Ward and Brown’s response to Wastell and White; and Neuroscience in the family justice system begins to be as much about the smack-talk as it does about the experiments and data.


I’ve written before about the scientific research presented to the judiciary by Ward and Brown, and then by the response to that from Wastell and White which basically questioned the conclusions drawn in the Ward and Brown research.

 I also more recently did a piece suggesting that if decisions in family courts are to be influenced by developments and research in neuroscience, it might be helpful to clear up this debate and have an idea as to which camp is right or whether the state of the science is just not sufficiently there yet to say definitively.  {If you want to read any of those, pop “neuroscience” into the search box to your left}


I will preface all of this by saying that I don’t have a neuroscience background and my only interest is in ensuring that any science informing court decisions is fair; I don’t have a boxer in this fight and am not taking sides.  I am instead just a young person by the school gates, watching two others go at it and shouting “Scrap Scrap, Scrap! ” rather than pledging support for one side or another.


What I have now seen is Ward and Brown’s response, which will be published in the September issue of Family Law.  That of course, is copyrighted to Jordans, so I can’t post it here, and though a summary of the article is up online, the full copy is not available online for me to link to.

 If you can get hold of it, however, it is worth a read.

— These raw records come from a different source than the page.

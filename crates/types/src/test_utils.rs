//! In-memory collaborators for tests
//!
//! Each fake counts its calls so tests can assert how many lookups a pipeline
//! performed, and can be told to fail or stall for specific keys.

use async_trait::async_trait;
use serde_json::Value;
use std::collections::{HashMap, HashSet};
use std::sync::atomic::{AtomicUsize, Ordering};
use std::sync::{Arc, Mutex};
use std::time::Duration;

use crate::adapters::{AccountLedger, AnchorResponse, DomainConfigResolver, TransferServerClient};
use crate::{AnchorError, AnchorResult, AuthToken, DomainConfig, RequestFields, TransferServer};

/// Per-key call counter shared between clones of a fake
#[derive(Debug, Clone, Default)]
pub struct CallCounter {
	total: Arc<AtomicUsize>,
	by_key: Arc<Mutex<HashMap<String, usize>>>,
}

impl CallCounter {
	fn record(&self, key: &str) {
		self.total.fetch_add(1, Ordering::SeqCst);
		if let Ok(mut by_key) = self.by_key.lock() {
			*by_key.entry(key.to_string()).or_default() += 1;
		}
	}

	pub fn total(&self) -> usize {
		self.total.load(Ordering::SeqCst)
	}

	pub fn for_key(&self, key: &str) -> usize {
		self.by_key
			.lock()
			.map(|by_key| by_key.get(key).copied().unwrap_or(0))
			.unwrap_or(0)
	}
}

/// Fake ledger mapping issuer accounts to home domains
#[derive(Debug, Clone, Default)]
pub struct MockLedger {
	accounts: HashMap<String, Option<String>>,
	failing: HashSet<String>,
	delays: HashMap<String, Duration>,
	calls: CallCounter,
}

impl MockLedger {
	pub fn new() -> Self {
		Self::default()
	}

	pub fn with_home_domain(mut self, issuer: &str, domain: &str) -> Self {
		self.accounts
			.insert(issuer.to_string(), Some(domain.to_string()));
		self
	}

	/// Account exists but declares no home domain
	pub fn without_home_domain(mut self, issuer: &str) -> Self {
		self.accounts.insert(issuer.to_string(), None);
		self
	}

	/// Loading this account fails as if the ledger were unreachable
	pub fn failing(mut self, issuer: &str) -> Self {
		self.failing.insert(issuer.to_string());
		self
	}

	pub fn with_delay(mut self, issuer: &str, delay_ms: u64) -> Self {
		self.delays
			.insert(issuer.to_string(), Duration::from_millis(delay_ms));
		self
	}

	pub fn calls(&self) -> &CallCounter {
		&self.calls
	}
}

#[async_trait]
impl AccountLedger for MockLedger {
	async fn load_home_domain(&self, issuer: &str) -> AnchorResult<Option<String>> {
		self.calls.record(issuer);

		if let Some(delay) = self.delays.get(issuer) {
			tokio::time::sleep(*delay).await;
		}

		if self.failing.contains(issuer) {
			return Err(AnchorError::Ledger {
				issuer: issuer.to_string(),
				reason: "simulated ledger outage".to_string(),
			});
		}

		self.accounts
			.get(issuer)
			.cloned()
			.ok_or_else(|| AnchorError::Ledger {
				issuer: issuer.to_string(),
				reason: "account not found".to_string(),
			})
	}
}

/// Fake domain configuration lookup
#[derive(Debug, Clone, Default)]
pub struct MockDomainResolver {
	configs: HashMap<String, DomainConfig>,
	failing: HashSet<String>,
	calls: CallCounter,
}

impl MockDomainResolver {
	pub fn new() -> Self {
		Self::default()
	}

	/// Domain whose document declares `transfer_server`
	pub fn with_transfer_server(mut self, domain: &str, transfer_server: &str) -> Self {
		self.configs.insert(
			domain.to_string(),
			DomainConfig {
				transfer_server: Some(transfer_server.to_string()),
				..DomainConfig::default()
			},
		);
		self
	}

	pub fn with_config(mut self, domain: &str, config: DomainConfig) -> Self {
		self.configs.insert(domain.to_string(), config);
		self
	}

	pub fn failing(mut self, domain: &str) -> Self {
		self.failing.insert(domain.to_string());
		self
	}

	pub fn calls(&self) -> &CallCounter {
		&self.calls
	}
}

#[async_trait]
impl DomainConfigResolver for MockDomainResolver {
	async fn resolve(&self, domain: &str) -> AnchorResult<DomainConfig> {
		self.calls.record(domain);

		if self.failing.contains(domain) {
			return Err(AnchorError::DomainConfig {
				domain: domain.to_string(),
				reason: "simulated network failure".to_string(),
			});
		}

		self.configs
			.get(domain)
			.cloned()
			.ok_or_else(|| AnchorError::DomainConfig {
				domain: domain.to_string(),
				reason: "no configuration document".to_string(),
			})
	}
}

#[derive(Debug, Clone, Copy, PartialEq, Eq, Hash)]
pub enum MockMethod {
	Get,
	Post,
}

/// A request seen by [`MockTransferClient`]
#[derive(Debug, Clone, PartialEq)]
pub struct RecordedRequest {
	pub method: MockMethod,
	pub server_url: String,
	pub path: String,
	pub fields: RequestFields,
	pub authorization: Option<String>,
}

/// Fake transfer server transport with canned responses
#[derive(Debug, Clone, Default)]
pub struct MockTransferClient {
	responses: HashMap<(MockMethod, String), AnchorResponse>,
	infos: HashMap<String, Value>,
	failing_infos: HashSet<String>,
	info_delays: HashMap<String, Duration>,
	info_calls: CallCounter,
	requests: Arc<Mutex<Vec<RecordedRequest>>>,
}

impl MockTransferClient {
	pub fn new() -> Self {
		Self::default()
	}

	/// Respond to `method path` on any server
	pub fn respond(mut self, method: MockMethod, path: &str, status: u16, body: Option<Value>) -> Self {
		self.responses.insert(
			(method, path.trim_start_matches('/').to_string()),
			AnchorResponse::new(status, body),
		);
		self
	}

	/// `/info` document served by the server at `url`
	pub fn with_info(mut self, url: &str, info: Value) -> Self {
		self.infos.insert(url.to_string(), info);
		self
	}

	/// `/info` at `url` answers with a server error
	pub fn failing_info(mut self, url: &str) -> Self {
		self.failing_infos.insert(url.to_string());
		self
	}

	pub fn with_info_delay(mut self, url: &str, delay_ms: u64) -> Self {
		self.info_delays
			.insert(url.to_string(), Duration::from_millis(delay_ms));
		self
	}

	pub fn info_calls(&self) -> &CallCounter {
		&self.info_calls
	}

	pub fn requests(&self) -> Vec<RecordedRequest> {
		self.requests
			.lock()
			.map(|requests| requests.clone())
			.unwrap_or_default()
	}

	fn record(
		&self,
		method: MockMethod,
		server: &TransferServer,
		path: &str,
		fields: &RequestFields,
		auth: Option<&AuthToken>,
	) {
		if let Ok(mut requests) = self.requests.lock() {
			requests.push(RecordedRequest {
				method,
				server_url: server.url_str().to_string(),
				path: path.to_string(),
				fields: fields.clone(),
				authorization: auth.map(AuthToken::authorization_header),
			});
		}
	}

	fn canned(&self, method: MockMethod, path: &str) -> AnchorResponse {
		self.responses
			.get(&(method, path.to_string()))
			.cloned()
			.unwrap_or_else(|| AnchorResponse::new(404, None))
	}
}

#[async_trait]
impl TransferServerClient for MockTransferClient {
	async fn get(
		&self,
		server: &TransferServer,
		path: &str,
		query: &RequestFields,
		auth: Option<&AuthToken>,
	) -> AnchorResult<AnchorResponse> {
		let path = path.trim_start_matches('/');
		self.record(MockMethod::Get, server, path, query, auth);

		if path != "info" {
			return Ok(self.canned(MockMethod::Get, path));
		}

		let url = server.url_str();
		self.info_calls.record(url);

		if let Some(delay) = self.info_delays.get(url) {
			tokio::time::sleep(*delay).await;
		}

		if self.failing_infos.contains(url) {
			return Ok(AnchorResponse::new(
				503,
				Some(serde_json::json!({ "error": "simulated outage" })),
			));
		}

		Ok(match self.infos.get(url) {
			Some(info) => AnchorResponse::new(200, Some(info.clone())),
			None => AnchorResponse::new(404, None),
		})
	}

	async fn post_form(
		&self,
		server: &TransferServer,
		path: &str,
		fields: &RequestFields,
		auth: Option<&AuthToken>,
	) -> AnchorResult<AnchorResponse> {
		let path = path.trim_start_matches('/');
		self.record(MockMethod::Post, server, path, fields, auth);
		Ok(self.canned(MockMethod::Post, path))
	}
}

 It would be fair to say that Ward and Brown come out swinging, and basically say that their original research is valid and robust and that Wastell and White are lone voices saying the reverse. (They say that they reviewed 482 pieces of research or papers, and say that the only controversy in this field is that authored by Wastell and White).

 I am going to repeat what Ward and Brown say about what their original research says, and what it does not say. I hope that this counts as fair use, and is not intended to impinge on Jordan’s copyright of it (in fact, I hope it whets the reader’s appetite for reading the full piece)

Given that we know that the judiciary have all had Ward and Brown’s paper, I think it is very important that we see what Ward and Brown themselves say about the conclusions, and the possible mischaracterisation of the conclusions.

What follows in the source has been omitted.